//! TRLE encoding decoder - tiled run-length encoding over uncompressed pixel data.
//!
//! TRLE (type 15) iterates 16x16 tiles left-to-right, top-to-bottom. Each tile starts
//! with a subencoding byte that selects one of six layouts:
//!
//! - `0`: raw pixels, one CPixel per pixel in row-major order
//! - `1`: solid tile, a single CPixel fills the whole tile
//! - `2..=16`: packed palette of `subencoding` CPixels followed by indices packed at
//!   1/2/4 bits per pixel depending on palette size
//! - `127`: packed palette indices reusing the palette from the most recent
//!   palette-bearing tile in this rectangle (no palette is re-sent)
//! - `128`: plain RLE, a CPixel followed by a run length, repeated until the tile is full
//! - `129`: palette RLE reusing the previous palette (no palette is re-sent)
//! - `130..=255`: palette RLE with a fresh palette of `subencoding - 128` CPixels
//!
//! Run lengths are encoded as zero or more `255` continuation bytes followed by a
//! final byte; `run_length = 1 + sum(bytes)`. 32-bit pixel formats whose colour
//! channels fit in three bytes are carried as a compact 3-byte CPixel instead of the
//! full 4-byte pixel, the same optimisation ZRLE uses.
//!
//! Unlike ZRLE, TRLE tiles are not wrapped in a zlib stream, so this decoder reads
//! directly off the rectangle's byte stream rather than from a pre-inflated buffer.
//! The "reuse palette" subencodings (127, 129) make the most recently read palette
//! part of the decode state for the current rectangle; that state does not survive
//! past the rectangle's last tile.

use crate::{Decoder, MutablePixelBuffer, PixelFormat, Rectangle, RfbInStream, ENCODING_TRLE};
use anyhow::{anyhow, bail, Context, Result};
use rfb_common::Rect;
use tokio::io::AsyncRead;

const TILE_SIZE: u16 = 16;

/// Decoder for TRLE (Tiled Run-Length Encoding).
pub struct TRLEDecoder;

impl Decoder for TRLEDecoder {
    fn encoding_type(&self) -> i32 {
        ENCODING_TRLE
    }

    async fn decode<R: AsyncRead + Unpin>(
        &self,
        stream: &mut RfbInStream<R>,
        rect: &Rectangle,
        pixel_format: &PixelFormat,
        buffer: &mut dyn MutablePixelBuffer,
    ) -> Result<()> {
        if rect.width == 0 || rect.height == 0 {
            return Ok(());
        }

        let bytes_per_pixel = pixel_format.bits_per_pixel / 8;
        if bytes_per_pixel == 0 || bytes_per_pixel > 4 {
            return Err(anyhow!(
                "Invalid bytes_per_pixel: {} (must be 1-4)",
                bytes_per_pixel
            ));
        }

        let cpixel_mode = CPixelMode::detect(pixel_format, bytes_per_pixel);

        // Palette reuse (subencodings 127/129) only spans tiles within this rectangle.
        let mut reused_palette: Vec<CPixel> = Vec::new();

        let mut ty = 0u16;
        while ty < rect.height {
            let tile_h = std::cmp::min(TILE_SIZE, rect.height - ty);

            let mut tx = 0u16;
            while tx < rect.width {
                let tile_w = std::cmp::min(TILE_SIZE, rect.width - tx);

                let abs_x = rect
                    .x
                    .checked_add(tx)
                    .ok_or_else(|| anyhow!("TRLE tile absolute x overflows"))?;
                let abs_y = rect
                    .y
                    .checked_add(ty)
                    .ok_or_else(|| anyhow!("TRLE tile absolute y overflows"))?;

                self.decode_tile(
                    stream,
                    (abs_x, abs_y),
                    (tile_w, tile_h),
                    pixel_format,
                    buffer,
                    bytes_per_pixel,
                    &cpixel_mode,
                    &mut reused_palette,
                )
                .await
                .with_context(|| {
                    format!("TRLE: failed to decode tile at ({tx}, {ty}) size {tile_w}x{tile_h}")
                })?;

                tx += TILE_SIZE;
            }
            ty += TILE_SIZE;
        }

        Ok(())
    }
}

impl TRLEDecoder {
    #[allow(clippy::too_many_arguments)]
    async fn decode_tile<R: AsyncRead + Unpin>(
        &self,
        stream: &mut RfbInStream<R>,
        tile_pos: (u16, u16),
        tile_size: (u16, u16),
        pixel_format: &PixelFormat,
        buffer: &mut dyn MutablePixelBuffer,
        bytes_per_pixel: u8,
        cpixel_mode: &CPixelMode,
        reused_palette: &mut Vec<CPixel>,
    ) -> Result<()> {
        let subencoding = stream
            .read_u8()
            .await
            .context("Failed to read TRLE subencoding byte")?;

        let tile_area = (tile_size.0 as usize)
            .checked_mul(tile_size.1 as usize)
            .ok_or_else(|| anyhow!("TRLE tile area overflow"))?;

        match subencoding {
            0 => {
                let pixels = read_raw_pixels(stream, tile_area, bytes_per_pixel, cpixel_mode)
                    .await
                    .context("TRLE: raw tile")?;
                write_pixels_to_buffer(&pixels, tile_pos, tile_size, buffer, bytes_per_pixel)
            }
            1 => {
                let pixel = read_cpixel(stream, bytes_per_pixel, cpixel_mode)
                    .await
                    .context("TRLE: solid tile")?;
                let pixel_bytes = pixel_to_buffer_bytes(&pixel, bytes_per_pixel);
                let tile_rect = Rect::new(
                    tile_pos.0 as i32,
                    tile_pos.1 as i32,
                    tile_size.0 as u32,
                    tile_size.1 as u32,
                );
                buffer
                    .fill_rect(tile_rect, &pixel_bytes)
                    .context("TRLE: failed to fill solid tile")
            }
            2..=16 => {
                let pal_size = subencoding as usize;
                let palette = read_palette(stream, pal_size, bytes_per_pixel, cpixel_mode)
                    .await
                    .context("TRLE: packed palette tile")?;
                let pixels =
                    read_packed_indices(stream, &palette, tile_size, pal_size).await?;
                *reused_palette = palette;
                write_pixels_to_buffer(&pixels, tile_pos, tile_size, buffer, bytes_per_pixel)
            }
            127 => {
                if reused_palette.is_empty() {
                    bail!("TRLE: subencoding 127 reuses a palette but none was established yet");
                }
                let pal_size = reused_palette.len();
                let pixels =
                    read_packed_indices(stream, reused_palette, tile_size, pal_size).await?;
                write_pixels_to_buffer(&pixels, tile_pos, tile_size, buffer, bytes_per_pixel)
            }
            128 => {
                let pixels =
                    read_plain_rle_pixels(stream, tile_area, bytes_per_pixel, cpixel_mode)
                        .await
                        .context("TRLE: plain RLE tile")?;
                write_pixels_to_buffer(&pixels, tile_pos, tile_size, buffer, bytes_per_pixel)
            }
            129 => {
                if reused_palette.is_empty() {
                    bail!("TRLE: subencoding 129 reuses a palette but none was established yet");
                }
                let pixels =
                    read_palette_rle_pixels(stream, reused_palette, tile_area).await?;
                write_pixels_to_buffer(&pixels, tile_pos, tile_size, buffer, bytes_per_pixel)
            }
            130..=255 => {
                let pal_size = (subencoding - 128) as usize;
                let palette = read_palette(stream, pal_size, bytes_per_pixel, cpixel_mode)
                    .await
                    .context("TRLE: palette RLE tile")?;
                let pixels = read_palette_rle_pixels(stream, &palette, tile_area).await?;
                *reused_palette = palette;
                write_pixels_to_buffer(&pixels, tile_pos, tile_size, buffer, bytes_per_pixel)
            }
            17..=126 => {
                bail!("TRLE: invalid subencoding {subencoding}")
            }
        }
    }
}

/// CPixel optimisation mode for 24-bit-clean pixels carried in a 32bpp format.
#[derive(Debug, Clone, Copy)]
enum CPixelMode {
    None,
    LowC,
    HighC,
}

impl CPixelMode {
    fn detect(pf: &PixelFormat, bpp: u8) -> Self {
        if bpp != 4 || pf.depth > 24 {
            return Self::None;
        }

        let r = ((0xFFFFu32 * pf.red_max as u32) / 0xFFFF) << pf.red_shift;
        let g = ((0xFFFFu32 * pf.green_max as u32) / 0xFFFF) << pf.green_shift;
        let b = ((0xFFFFu32 * pf.blue_max as u32) / 0xFFFF) << pf.blue_shift;
        let max_pixel = r | g | b;

        let fits_low_3 = max_pixel < (1 << 24);
        let fits_high_3 = (max_pixel & 0xFF) == 0;

        if fits_low_3 && pf.big_endian == 0 {
            Self::LowC
        } else if fits_high_3 && pf.big_endian != 0 {
            Self::HighC
        } else {
            Self::None
        }
    }
}

#[derive(Debug, Clone)]
struct CPixel {
    bytes: [u8; 4],
}

async fn read_cpixel<R: AsyncRead + Unpin>(
    stream: &mut RfbInStream<R>,
    bytes_per_pixel: u8,
    mode: &CPixelMode,
) -> Result<CPixel> {
    match mode {
        CPixelMode::LowC => {
            let mut data = [0u8; 3];
            stream.read_bytes(&mut data).await?;
            Ok(CPixel {
                bytes: [data[0], data[1], data[2], 0],
            })
        }
        CPixelMode::HighC => {
            let mut data = [0u8; 3];
            stream.read_bytes(&mut data).await?;
            Ok(CPixel {
                bytes: [0, data[0], data[1], data[2]],
            })
        }
        CPixelMode::None => {
            let mut bytes = [0u8; 4];
            stream
                .read_bytes(&mut bytes[..bytes_per_pixel as usize])
                .await?;
            Ok(CPixel { bytes })
        }
    }
}

async fn read_palette<R: AsyncRead + Unpin>(
    stream: &mut RfbInStream<R>,
    pal_size: usize,
    bytes_per_pixel: u8,
    mode: &CPixelMode,
) -> Result<Vec<CPixel>> {
    let mut palette = Vec::with_capacity(pal_size);
    for i in 0..pal_size {
        palette.push(
            read_cpixel(stream, bytes_per_pixel, mode)
                .await
                .with_context(|| format!("Failed to read palette entry {i}"))?,
        );
    }
    Ok(palette)
}

async fn read_rle_length<R: AsyncRead + Unpin>(stream: &mut RfbInStream<R>) -> Result<usize> {
    let mut length = 1usize;
    loop {
        let byte = stream
            .read_u8()
            .await
            .context("Failed to read TRLE run-length byte")?;
        length = length
            .checked_add(byte as usize)
            .ok_or_else(|| anyhow!("TRLE run length overflow"))?;
        if byte != 255 {
            break;
        }
    }
    Ok(length)
}

fn packed_bpp(pal_size: usize) -> usize {
    if pal_size <= 2 {
        1
    } else if pal_size <= 4 {
        2
    } else {
        4
    }
}

async fn read_raw_pixels<R: AsyncRead + Unpin>(
    stream: &mut RfbInStream<R>,
    tile_area: usize,
    bytes_per_pixel: u8,
    mode: &CPixelMode,
) -> Result<Vec<CPixel>> {
    let mut pixels = Vec::with_capacity(tile_area);
    for _ in 0..tile_area {
        pixels.push(read_cpixel(stream, bytes_per_pixel, mode).await?);
    }
    Ok(pixels)
}

async fn read_plain_rle_pixels<R: AsyncRead + Unpin>(
    stream: &mut RfbInStream<R>,
    tile_area: usize,
    bytes_per_pixel: u8,
    mode: &CPixelMode,
) -> Result<Vec<CPixel>> {
    let mut pixels = Vec::with_capacity(tile_area);
    let mut count = 0;

    while count < tile_area {
        let pixel = read_cpixel(stream, bytes_per_pixel, mode).await?;
        let run_len = read_rle_length(stream).await?;

        if count + run_len > tile_area {
            bail!(
                "TRLE RLE run length {} exceeds remaining pixels {} (tile area {})",
                run_len,
                tile_area - count,
                tile_area
            );
        }

        for _ in 0..run_len {
            pixels.push(pixel.clone());
        }
        count += run_len;
    }

    Ok(pixels)
}

async fn read_packed_indices<R: AsyncRead + Unpin>(
    stream: &mut RfbInStream<R>,
    palette: &[CPixel],
    tile_size: (u16, u16),
    pal_size: usize,
) -> Result<Vec<CPixel>> {
    let (tile_w, tile_h) = tile_size;
    let bpp = packed_bpp(pal_size);
    let tile_area = (tile_w as usize)
        .checked_mul(tile_h as usize)
        .ok_or_else(|| anyhow!("TRLE tile area overflow"))?;
    let mut pixels = Vec::with_capacity(tile_area);

    for _ in 0..tile_h {
        let row_bits = (tile_w as usize)
            .checked_mul(bpp)
            .ok_or_else(|| anyhow!("TRLE packed row bits overflow"))?;
        let row_bytes = row_bits.div_ceil(8);
        let mut packed = vec![0u8; row_bytes];
        stream
            .read_bytes(&mut packed)
            .await
            .context("Failed to read TRLE packed palette row")?;

        let mut bit_offset = 0;
        for _ in 0..tile_w {
            let byte_idx = bit_offset / 8;
            let bit_idx = 7 - (bit_offset % 8);
            let mask = ((1 << bpp) - 1) << (bit_idx - (bpp - 1));
            let index = ((packed[byte_idx] & mask) >> (bit_idx - (bpp - 1))) as usize;

            if index >= palette.len() {
                bail!(
                    "TRLE packed palette index {} out of range (palette size {})",
                    index,
                    palette.len()
                );
            }

            pixels.push(palette[index].clone());
            bit_offset += bpp;
        }
    }

    Ok(pixels)
}

async fn read_palette_rle_pixels<R: AsyncRead + Unpin>(
    stream: &mut RfbInStream<R>,
    palette: &[CPixel],
    tile_area: usize,
) -> Result<Vec<CPixel>> {
    let mut pixels = Vec::with_capacity(tile_area);
    let mut count = 0;

    while count < tile_area {
        let code = stream
            .read_u8()
            .await
            .context("Failed to read TRLE palette RLE code")?;

        let (index, run_len) = if (code & 0x80) == 0 {
            (code as usize, 1)
        } else {
            let index = (code & 0x7F) as usize;
            let run_len = read_rle_length(stream).await?;
            (index, run_len)
        };

        if index >= palette.len() {
            bail!(
                "TRLE palette RLE index {} out of range (palette size {})",
                index,
                palette.len()
            );
        }
        if count + run_len > tile_area {
            bail!(
                "TRLE RLE run length {} exceeds remaining pixels {} (tile area {})",
                run_len,
                tile_area - count,
                tile_area
            );
        }

        for _ in 0..run_len {
            pixels.push(palette[index].clone());
        }
        count += run_len;
    }

    Ok(pixels)
}

fn pixel_to_buffer_bytes(pixel: &CPixel, bytes_per_pixel: u8) -> Vec<u8> {
    pixel.bytes[..bytes_per_pixel as usize].to_vec()
}

fn write_pixels_to_buffer(
    pixels: &[CPixel],
    tile_pos: (u16, u16),
    tile_size: (u16, u16),
    buffer: &mut dyn MutablePixelBuffer,
    bytes_per_pixel: u8,
) -> Result<()> {
    let (tile_x, tile_y) = tile_pos;
    let (tile_w, tile_h) = tile_size;

    let mut pixel_data = Vec::with_capacity(pixels.len() * bytes_per_pixel as usize);
    for pixel in pixels {
        pixel_data.extend_from_slice(&pixel.bytes[..bytes_per_pixel as usize]);
    }

    let tile_rect = Rect::new(tile_x as i32, tile_y as i32, tile_w as u32, tile_h as u32);
    buffer
        .image_rect(tile_rect, &pixel_data, tile_w as usize)
        .context("TRLE: failed to write tile pixels")
}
————————
* **PROBLEM STATEMENT**
Print, please, the lines from the first line of the material through the line that contains "the whole tile", exactly as written and with nothing added.

* **EXERCISE SOLUTION**
//! TRLE encoding decoder - tiled run-length encoding over uncompressed pixel data.
//!
//! TRLE (type 15) iterates 16x16 tiles left-to-right, top-to-bottom. Each tile starts
//! with a subencoding byte that selects one of six layouts:
//!
//! - `0`: raw pixels, one CPixel per pixel in row-major order
//! - `1`: solid tile, a single CPixel fills the whole tile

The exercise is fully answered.